The year end reviews and assessments are underway. You can read them in the op eds and on social media. You can hear them in the conversations we share with one another and in the silence of our own hearts. Was 2017 a good year or a bad year? It depends, I guess, on who is asking and about what.
What will 2018 bring? There will be, and already are, predictions, resolutions, and prayers for the new year. Will it be good or bad?
But here’s what I wonder. Can we ever really know or say? Perhaps the best and the most we can say is, “Maybe.”
We often try to judge a moment, a day, a year as if it was all in all, but it is only a part, a fragment, of the all, a piece of the whole. Was it really good? Maybe. Was it really bad? Maybe. We don’t really know. Alan Watts makes that point with his story of the Chinese farmer.
The Story of the Chinese Farmer from Sustainable Human.
Alan Watts, Eastern Wisdom, Modern Life, p. 146
I am not suggesting that some years are not more painful or difficult than others, or that some are not happier, more exciting, or more fulfilling. Each year brings what it does. Can we just be present to that? Without making a final conclusion? I am not talking about passivity but about actively being present to what is. This means we must trust the mystery of life more than our assessment of life.

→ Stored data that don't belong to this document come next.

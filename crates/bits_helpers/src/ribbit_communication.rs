use std::sync::LazyLock;

use bevy::prelude::*;
use parking_lot::Mutex;
use ribbit_bits::{BitDuration, BitMessage, BitParameters, BitResult, RibbitMessage};
#[cfg(target_arch = "wasm32")]
use wasm_bindgen::prelude::*;
#[cfg(target_arch = "wasm32")]
use web_sys::MessageEvent;

/// A process-wide FIFO shared between the browser callbacks and the Bevy world.
pub struct MessageQueue<T> {
    inner: Mutex<Vec<T>>,
}

impl<T> MessageQueue<T> {
    const fn new() -> Self {
        Self {
            inner: Mutex::new(Vec::new()),
        }
    }

    pub fn push(&self, message: T) {
        self.inner.lock().push(message);
    }

    pub fn drain(&self) -> Vec<T> {
        core::mem::take(&mut *self.inner.lock())
    }
}

/// Messages received from the Ribbit host, processed once per frame.
pub static RIBBIT_INBOX: LazyLock<MessageQueue<RibbitMessage>> = LazyLock::new(MessageQueue::new);

#[cfg(target_arch = "wasm32")]
fn listen_ribbit_messages() {
    let Some(window) = web_sys::window() else {
        error!("No global window, Ribbit messages will not be received");
        return;
    };

    let closure = Closure::wrap(Box::new(move |event: MessageEvent| {
        match serde_wasm_bindgen::from_value::<RibbitMessage>(event.data()) {
            Ok(message) => RIBBIT_INBOX.push(message),
            Err(err) => error!("Could not parse ribbit message {:?}: {err}", event.data()),
        }
    }) as Box<dyn FnMut(MessageEvent)>);

    if let Err(err) =
        window.add_event_listener_with_callback("message", closure.as_ref().unchecked_ref())
    {
        error!("Failed to add message event listener: {err:?}");
        return;
    }

    // The listener lives as long as the page.
    closure.forget();
}

#[cfg(not(target_arch = "wasm32"))]
pub fn send_bit_message(message: BitMessage) {
    // No host outside the browser
    debug!("Bit message {message:?}");
}

#[cfg(target_arch = "wasm32")]
pub fn send_bit_message(message: BitMessage) {
    let Some(window) = web_sys::window() else {
        error!("{message:?} not sent, no global window");
        return;
    };
    let Ok(payload) = serde_wasm_bindgen::to_value(&message) else {
        error!("Could not serialize {message:?}");
        return;
    };
    let Ok(Some(parent_window)) = window.parent() else {
        error!("{message:?} not sent, parent window not found");
        return;
    };

    if let Err(err) = parent_window.post_message(&payload, "*") {
        error!("Could not post message {payload:?}. {err:?}");
    }
}

/// Hooks the Ribbit host calls into the bit. Not meant to be called by the bit itself.
pub trait RibbitMessageHandler: Send + Sync + Default + 'static {
    fn duration(world: &mut World) -> BitDuration;
    fn end(world: &mut World) -> BitResult;
    fn restart(world: &mut World);
}

fn process_ribbit_messages<T: RibbitMessageHandler>(world: &mut World) {
    for message in RIBBIT_INBOX.drain() {
        match message {
            RibbitMessage::End => {
                let result = T::end(world);
                send_bit_message(BitMessage::End(result));
            }
            RibbitMessage::Parameters => {
                let duration = T::duration(world);
                send_bit_message(BitMessage::Parameters(BitParameters { duration }));
            }
            RibbitMessage::Restart => T::restart(world),
            RibbitMessage::Start => info!("Ribbit start"),
        }
    }
}

fn announce_ready() {
    send_bit_message(BitMessage::Ready);
}

#[derive(Default)]
pub struct RibbitCommunicationPlugin<T: RibbitMessageHandler>(core::marker::PhantomData<T>);

impl<T: RibbitMessageHandler> Plugin for RibbitCommunicationPlugin<T> {
    fn build(&self, app: &mut App) {
        app.add_systems(PostUpdate, process_ribbit_messages::<T>);
        #[cfg(target_arch = "wasm32")]
        app.add_systems(Startup, listen_ribbit_messages);
        app.add_systems(PostStartup, announce_ready);
    }
}

#[cfg(test)]
mod tests {
    use super::*;

    #[test]
    fn queue_drains_in_arrival_order() {
        let queue = MessageQueue::new();
        queue.push(1);
        queue.push(2);

        assert_eq!(queue.drain(), vec![1, 2], "messages come out in order");
        assert!(queue.drain().is_empty(), "draining empties the queue");
    }

    #[derive(Resource, Default)]
    struct Restarts(u32);

    #[derive(Default)]
    struct CountingBit;

    impl RibbitMessageHandler for CountingBit {
        fn duration(_world: &mut World) -> BitDuration {
            BitDuration::max_duration()
        }

        fn end(_world: &mut World) -> BitResult {
            BitResult::Failure
        }

        fn restart(world: &mut World) {
            world.resource_mut::<Restarts>().0 += 1;
        }
    }

    #[test]
    fn inbox_messages_reach_the_handler() {
        let mut world = World::new();
        world.init_resource::<Restarts>();

        RIBBIT_INBOX.push(RibbitMessage::Restart);
        RIBBIT_INBOX.push(RibbitMessage::End);
        process_ribbit_messages::<CountingBit>(&mut world);

        assert_eq!(world.resource::<Restarts>().0, 1, "restart reached the bit");
        assert!(RIBBIT_INBOX.drain().is_empty(), "every message was consumed");
    }
}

In some way to judge, label, and categorize the year as either good or bad is to fragment reality. It would be like looking at a photograph and declaring it to represent the entirety of our life rather than waiting for, watching to see, and participating in what comes next in the movie. And there will be a next, regardless of what has gone before or what we think of it. That’s the faithfulness and mystery of God. That’s what this day, January 1, the Feast of the Holy Name, is about. Our life is neither found in nor determined by its circumstances but in and by Jesus, God with us, the one whose name means God saves.